Machine Learning

Since I am starting my next Master’s class today and I am still struggling with creating the Android applications I am going to just put up a short summary post.

School: I am starting 7641 Machine Learning. It has the same teachers that my summer class did and actually the last part of the class is a high level of the same topics. We will see if it was as hard as RL.

Blogs: Here are some blogs and other sort of things that I try and stay on top of:

Until life or a breakthrough in the Android app I will leave this blog as is.

Image Recognition w/ Tensor Flow

I am going to work through an easy example to get image recognition up and running using TensorFlow and an example from Google’s CodeLab. The idea is that you take all of the training from Google and then insert your images into the last layer of the NN. Unless you have 100M+ images to train on this is as good as you are going to get.

To begin, I am running Windows 10 with Visual Studio 2017 using Anaconda 4.4.0.

To install TensorFlow on Windows start here.

Next, since I am going to northern Minnesota this week to go fishing I decided to change the flowers to pictures of fish. First, I created a folder called ‘fish’ in the root directory of my code. Under that I created “Muskellunge”, “Northern Pike”, and “Walleye” and filled them with pictures of those fish from Google.

Download the retrain scripts from here:

curl -O https://raw.githubusercontent.com/tensorflow/tensorflow/r1.1/tensorflow/examples/image_retraining/retrain.py

Start TensorBoard to see some pretty graphics:

python -m tensorflow.tensorboard --logdir training_summaries

Run the retrain script:

python retrain.py --bottleneck_dir=bottlenecks --how_many_training_steps=500 --model_dir=inception --summaries_dir=training_summariesbasics --output_graph=retrained_graph.pb --output_labels=retrained_labels.txt --image_dir=fish

This will take some time to run so go grab a drink.

Once this is done you will see “retrained_graph.pb” and “retrained_labels.txt” in the root directory. They were supposed to be in the folder ‘fish’ and I am not sure why there are not there. But, it won’t matter.

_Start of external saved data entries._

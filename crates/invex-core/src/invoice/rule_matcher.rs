//! Rule strategy: labeled patterns and checksums over the document regions.

use regex::Regex;
use tracing::debug;

use crate::models::config::ExtractionConfig;
use crate::models::invoice::Anomaly;

use super::fields::{FieldKey, FieldValue, StrategyKind};
use super::rules::patterns::{
    COUNTRY, CUSTOMER_ID, CUSTOMER_MARKER, EMAIL, IDENTIFIER_LINE, INVOICE_NUMBER_LABELED,
    INVOICE_NUMBER_REFERENCE, INVOICE_NUMBER_STANDALONE, INVOICE_NUMBER_TITLE, LEGAL_SUFFIX,
    NON_NAME_LINE, PAYMENT_TERMS_LABELED, PAYMENT_TERMS_PHRASE, PHONE, PHONE_LABELED, POSTAL_CITY,
    STREET, STREET_NO_NUMBER, SUPPLIER_MARKER,
};
use super::rules::{
    extract_dates, extract_totals, lines_with_offsets, parse_date, AddressExtractor, CurrencyExtractor,
    ExtractionMatch, FieldExtractor, SiretExtractor, VatNumberExtractor,
};
use super::strategy::{ExtractionContext, FieldMatcher, Proposals, ResolvedFields, TextView};

const SUPPLIER_ADDRESS: [FieldKey; 4] = [
    FieldKey::SupplierStreet,
    FieldKey::SupplierPostalCode,
    FieldKey::SupplierCity,
    FieldKey::SupplierCountry,
];

const CUSTOMER_ADDRESS: [FieldKey; 4] = [
    FieldKey::CustomerStreet,
    FieldKey::CustomerPostalCode,
    FieldKey::CustomerCity,
    FieldKey::CustomerCountry,
];

/// Rule-based field strategy.
pub struct RuleMatcher {
    /// Whether to validate SIRET checksums.
    validate_siret: bool,
    /// Whether to validate French VAT keys.
    validate_vat_number: bool,
}

impl RuleMatcher {
    /// Create a rule matcher with validation on.
    pub fn new() -> Self {
        Self {
            validate_siret: true,
            validate_vat_number: true,
        }
    }

    pub fn from_config(config: &ExtractionConfig) -> Self {
        Self::new()
            .with_siret_validation(config.validate_siret)
            .with_vat_validation(config.validate_vat_number)
    }

    /// Set whether to validate SIRET checksums.
    pub fn with_siret_validation(mut self, validate: bool) -> Self {
        self.validate_siret = validate;
        self
    }

    /// Set whether to validate French VAT keys.
    pub fn with_vat_validation(mut self, validate: bool) -> Self {
        self.validate_vat_number = validate;
        self
    }

    fn party_names(&self, ctx: &ExtractionContext<'_>, out: &mut Proposals) {
        offer(out, ctx, &ctx.supplier, FieldKey::SupplierName, first_name(&ctx.supplier, &SUPPLIER_MARKER));
        if !ctx.customer.is_empty() {
            offer(out, ctx, &ctx.customer, FieldKey::CustomerName, first_name(&ctx.customer, &CUSTOMER_MARKER));
        }
    }

    fn addresses(&self, ctx: &ExtractionContext<'_>, out: &mut Proposals) {
        let extractor = AddressExtractor::new();
        for (view, keys) in [(&ctx.supplier, SUPPLIER_ADDRESS), (&ctx.customer, CUSTOMER_ADDRESS)] {
            if view.is_empty() {
                continue;
            }
            let parts = extractor.extract(view.text());
            offer(out, ctx, view, keys[0], parts.street);
            offer(out, ctx, view, keys[1], parts.postal_code);
            offer(out, ctx, view, keys[2], parts.city);
            offer(out, ctx, view, keys[3], parts.country);
        }
    }

    fn registration(&self, ctx: &ExtractionContext<'_>, wanted: &[FieldKey], out: &mut Proposals) {
        if wanted.contains(&FieldKey::SupplierSiret) {
            let extractor = SiretExtractor::new().with_validation(self.validate_siret);
            let (view, found) = in_supplier_first(ctx, |text| extractor.extract(text));
            offer(out, ctx, view, FieldKey::SupplierSiret, found);

            for number in distinct(extractor.rejected(ctx.document.text())) {
                out.anomalies.push(Anomaly::new(
                    FieldKey::SupplierSiret.path(),
                    format!("SIRET {} fails the Luhn check", number),
                ));
            }
        }

        if wanted.contains(&FieldKey::SupplierVatNumber) {
            let extractor = VatNumberExtractor::new().with_validation(self.validate_vat_number);
            let (view, found) = in_supplier_first(ctx, |text| extractor.extract(text));
            offer(out, ctx, view, FieldKey::SupplierVatNumber, found);

            for number in distinct(extractor.rejected(ctx.document.text())) {
                out.anomalies.push(Anomaly::new(
                    FieldKey::SupplierVatNumber.path(),
                    format!("VAT number {} has an invalid key", number),
                ));
            }
        }
    }

    fn contact(&self, ctx: &ExtractionContext<'_>, out: &mut Proposals) {
        // Contact details outside the customer block belong to the supplier
        let outside_customer = TextView::new(
            ctx.layout,
            (0..ctx.layout.blocks.len()).filter(|i| !ctx.regions.customer.contains(i)),
        );

        let phone = capture(&ctx.supplier, &PHONE_LABELED, 1, 0.9)
            .map(|m| (&ctx.supplier, m))
            .or_else(|| capture(&ctx.supplier, &PHONE, 0, 0.75).map(|m| (&ctx.supplier, m)))
            .or_else(|| capture(&outside_customer, &PHONE_LABELED, 1, 0.7).map(|m| (&outside_customer, m)));
        if let Some((view, found)) = phone {
            offer(out, ctx, view, FieldKey::SupplierPhone, Some(found));
        }

        let email = capture(&ctx.supplier, &EMAIL, 0, 0.9)
            .map(|m| (&ctx.supplier, m))
            .or_else(|| capture(&outside_customer, &EMAIL, 0, 0.75).map(|m| (&outside_customer, m)));
        if let Some((view, found)) = email {
            offer(out, ctx, view, FieldKey::SupplierEmail, Some(found));
        }
    }

    fn invoice_info(&self, ctx: &ExtractionContext<'_>, out: &mut Proposals) {
        let document = &ctx.document;

        let customer_id = capture(document, &CUSTOMER_ID, 1, 0.9).filter(|m| m.value.chars().any(|c| c.is_ascii_digit()));
        offer(out, ctx, document, FieldKey::CustomerId, customer_id);

        offer(out, ctx, document, FieldKey::InvoiceNumber, invoice_number(document.text()));

        let dates = extract_dates(document.text());
        offer(out, ctx, document, FieldKey::InvoiceDate, dates.issue_date);
        offer(out, ctx, document, FieldKey::DueDate, dates.due_date);

        offer(out, ctx, document, FieldKey::Currency, CurrencyExtractor::new().extract(document.text()));

        let terms = capture(document, &PAYMENT_TERMS_LABELED, 1, 0.85)
            .or_else(|| capture(document, &PAYMENT_TERMS_PHRASE, 0, 0.7));
        offer(out, ctx, document, FieldKey::PaymentTerms, terms);
    }

    fn totals(&self, ctx: &ExtractionContext<'_>, out: &mut Proposals) {
        let view = if ctx.totals.is_empty() { &ctx.document } else { &ctx.totals };
        let totals = extract_totals(view.text());
        offer(out, ctx, view, FieldKey::SubtotalExclVat, totals.subtotal_excl_vat);
        offer(out, ctx, view, FieldKey::TotalVat, totals.total_vat);
        offer(out, ctx, view, FieldKey::TotalInclVat, totals.total_incl_vat);
        offer(out, ctx, view, FieldKey::AmountDue, totals.amount_due);
    }
}

impl Default for RuleMatcher {
    fn default() -> Self {
        Self::new()
    }
}

impl FieldMatcher for RuleMatcher {
    fn kind(&self) -> StrategyKind {
        StrategyKind::Rule
    }

    fn resolve(&self, wanted: &[FieldKey], ctx: &ExtractionContext<'_>, _resolved: &ResolvedFields) -> Proposals {
        let mut out = Proposals::default();
        let wants = |keys: &[FieldKey]| keys.iter().any(|k| wanted.contains(k));

        if wants(&[FieldKey::SupplierName, FieldKey::CustomerName]) {
            self.party_names(ctx, &mut out);
        }
        if wants(&SUPPLIER_ADDRESS) || wants(&CUSTOMER_ADDRESS) {
            self.addresses(ctx, &mut out);
        }
        self.registration(ctx, wanted, &mut out);
        if wants(&[FieldKey::SupplierPhone, FieldKey::SupplierEmail]) {
            self.contact(ctx, &mut out);
        }
        if wants(&[
            FieldKey::CustomerId,
            FieldKey::InvoiceNumber,
            FieldKey::InvoiceDate,
            FieldKey::DueDate,
            FieldKey::Currency,
            FieldKey::PaymentTerms,
        ]) {
            self.invoice_info(ctx, &mut out);
        }
        if wants(&[
            FieldKey::SubtotalExclVat,
            FieldKey::TotalVat,
            FieldKey::TotalInclVat,
            FieldKey::AmountDue,
        ]) {
            self.totals(ctx, &mut out);
        }

        out.candidates.retain(|(key, _)| wanted.contains(key));
        debug!(
            "Rules proposed {} candidates, {} anomalies",
            out.candidates.len(),
            out.anomalies.len()
        );
        out
    }
}

fn offer<T: Into<FieldValue>>(
    out: &mut Proposals,
    ctx: &ExtractionContext<'_>,
    view: &TextView,
    key: FieldKey,
    found: Option<ExtractionMatch<T>>,
) {
    if let Some(found) = found {
        out.push(key, ctx.candidate(view, found));
    }
}

/// Search the supplier region, then the whole document.
fn in_supplier_first<'v, T>(
    ctx: &'v ExtractionContext<'_>,
    search: impl Fn(&str) -> Option<ExtractionMatch<T>>,
) -> (&'v TextView, Option<ExtractionMatch<T>>) {
    match search(ctx.supplier.text()) {
        Some(found) => (&ctx.supplier, Some(found)),
        None => (&ctx.document, search(ctx.document.text())),
    }
}

/// First match of `regex` in the view, reporting capture `group`.
fn capture(view: &TextView, regex: &Regex, group: usize, confidence: f32) -> Option<ExtractionMatch<String>> {
    for caps in regex.captures_iter(view.text()) {
        let Some(m) = caps.get(group) else {
            continue;
        };
        let value = m.as_str().trim();
        if value.is_empty() {
            continue;
        }
        let lead = m.as_str().len() - m.as_str().trim_start().len();
        let start = m.start() + lead;
        return Some(
            ExtractionMatch::new(value.to_string(), confidence, value).with_position(start, start + value.len()),
        );
    }
    None
}

fn invoice_number(text: &str) -> Option<ExtractionMatch<String>> {
    let patterns: [(&Regex, f32); 4] = [
        (&*INVOICE_NUMBER_LABELED, 0.95),
        (&*INVOICE_NUMBER_TITLE, 0.85),
        (&*INVOICE_NUMBER_REFERENCE, 0.75),
        (&*INVOICE_NUMBER_STANDALONE, 0.7),
    ];
    for (regex, confidence) in patterns {
        for caps in regex.captures_iter(text) {
            let Some(m) = caps.get(1) else {
                continue;
            };
            let value = m.as_str().trim_end_matches(['.', '-', '/', '_']);
            if !value.chars().any(|c| c.is_ascii_digit()) || parse_date(value).is_some() {
                continue;
            }
            return Some(
                ExtractionMatch::new(value.to_string(), confidence, value)
                    .with_position(m.start(), m.start() + value.len()),
            );
        }
    }
    None
}

/// First segment of the view that reads like a party name. A leading role
/// marker ("Facturé à :") is stripped first.
fn first_name(view: &TextView, marker: &Regex) -> Option<ExtractionMatch<String>> {
    for (line_start, line) in lines_with_offsets(view.text()) {
        let mut segment_start = line_start;
        for segment in line.split('\t') {
            let start = segment_start;
            segment_start += segment.len() + 1;

            let (offset, rest, labeled) = match marker.find(segment) {
                Some(m) => (m.end(), &segment[m.end()..], true),
                None => (0, segment, false),
            };
            let name = rest.trim();
            if !is_name_like(name) {
                continue;
            }
            let lead = rest.len() - rest.trim_start().len();
            let name_start = start + offset + lead;
            let confidence = if labeled || LEGAL_SUFFIX.is_match(name) { 0.9 } else { 0.75 };
            return Some(
                ExtractionMatch::new(name.to_string(), confidence, name)
                    .with_position(name_start, name_start + name.len()),
            );
        }
    }
    None
}

pub(crate) fn is_name_like(text: &str) -> bool {
    let letters = text.chars().filter(|c| c.is_alphabetic()).count();
    let digits = text.chars().filter(|c| c.is_ascii_digit()).count();
    let only_country = COUNTRY
        .find(text)
        .is_some_and(|m| m.start() == 0 && m.end() == text.len());

    letters >= 2
        && digits * 3 < letters
        && !only_country
        && !text.contains("www.")
        && !NON_NAME_LINE.is_match(text)
        && !IDENTIFIER_LINE.is_match(text)
        && !CUSTOMER_ID.is_match(text)
        && !CUSTOMER_MARKER.is_match(text)
        && !EMAIL.is_match(text)
        && !POSTAL_CITY.is_match(text)
        && !STREET.is_match(text)
        && !STREET_NO_NUMBER.is_match(text)
}

fn distinct(values: Vec<String>) -> Vec<String> {
    let mut out: Vec<String> = Vec::new();
    for value in values {
        if !out.contains(&value) {
            out.push(value);
        }
    }
    out
}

Create the ‘ImageRecon.py’ file that will use the pb and your test image to see if your code works. I am using a picture of my brother from a few years ago holding a smaller muskie, a picture of myself holding a northern, a picture of my dad holding a walleye, a random picture of a bass I caught, and an article about the Lumineers. When I run the code it returns great results for the muskie, solid results for the walleye, pretty good results for the article since it can’t determine which type of fish it is and expected results with the bass since it just sees a fish. But, the northern pike was terrible. This “sort of” makes sense because people confuse them in the wild all the time.

Testing: muskie.jpg
        muskellunge (score = 0.99796)
        northern pike (score = 0.00155)
        walleye (score = 0.00049)
Testing: northern.jpg
        muskellunge (score = 0.99884)
        walleye (score = 0.00113)
        northern pike (score = 0.00002)
Testing: article.jpg
        walleye (score = 0.66850)
        muskellunge (score = 0.28944)
        northern pike (score = 0.04206)
Testing: bass.jpg
        walleye (score = 0.99690)
        northern pike (score = 0.00245)
        muskellunge (score = 0.00065)
Testing: walleye.jpg
        walleye (score = 0.86294)
        northern pike (score = 0.13007)
        muskellunge (score = 0.00700)

After some testing I decided that the picture I was using wasn’t clearly showing the stripes on the northern and the NN was processing me instead of the fish. To resolve, I changed the picture to something more clear and zoomed in.

Testing: muskie.jpg
        muskellunge (score = 0.99784)
        northern pike (score = 0.00171)
        walleye (score = 0.00045)
Testing: northern.jpg
        northern pike (score = 0.97309)
        muskellunge (score = 0.01992)
        walleye (score = 0.00700)
Testing: article.jpg
        walleye (score = 0.70012)
        muskellunge (score = 0.25732)
        northern pike (score = 0.04255)
Testing: bass.jpg
        walleye (score = 0.99765)
        northern pike (score = 0.00187)
        muskellunge (score = 0.00048)
Testing: walleye.jpg
        walleye (score = 0.85972)
        northern pike (score = 0.13590)
        muskellunge (score = 0.00438)

Much better!

My next step is to figure out a way to use this in real life. At the very least, figure out a way to get this on my phone so I can take random pictures. I know that Silicon Valley had an app similar called ‘Hot Dog or Not Hot Dog’. There is a write up about it that sounds like a pretty cool program to make since they were able to compile it down to work on the phone without any backend cloud. If all else fails, I can run another CodeLab which explains how to put it in Android.

Full Source: GitHub

**NOTE**
Because this process generates some massive files I have ignored the large ones that are generated by this process
/ImageRecon/ImageRecon/tf_files
/ImageRecon/ImageRecon/retrained_graph.pb
/ImageRecon/ImageRecon/inception/inception-2015-12-05.tgz
/ImageRecon/ImageRecon/inception/classify_image_graph_def.pb
/ImageRecon/ImageRecon/retrained_graph.pb
/ImageRecon/ImageRecon/training_summaries/basics/train/events.out.tfevents.1501607839.DESKTOP
/ImageRecon/ImageRecon/training_summaries/basics/train/events.out.tfevents.1501552333.DESKTOP

Rock, Paper, Scissors in Linear Programming

Today I want to work through some stuff I struggled with in my current class. I haven’t done linear programming before in my life (college was a long time ago). Well, that changed a few weeks ago while trying to replicate a graph for Foe-Q and a graph for Correlated Equilibrium (CE-Q) of a zero sum game. In order to work my way through the assignment I started small and used the game of Rock, Paper, Scissors. The “trick” is adding the ‘U’ variable that you will minimize.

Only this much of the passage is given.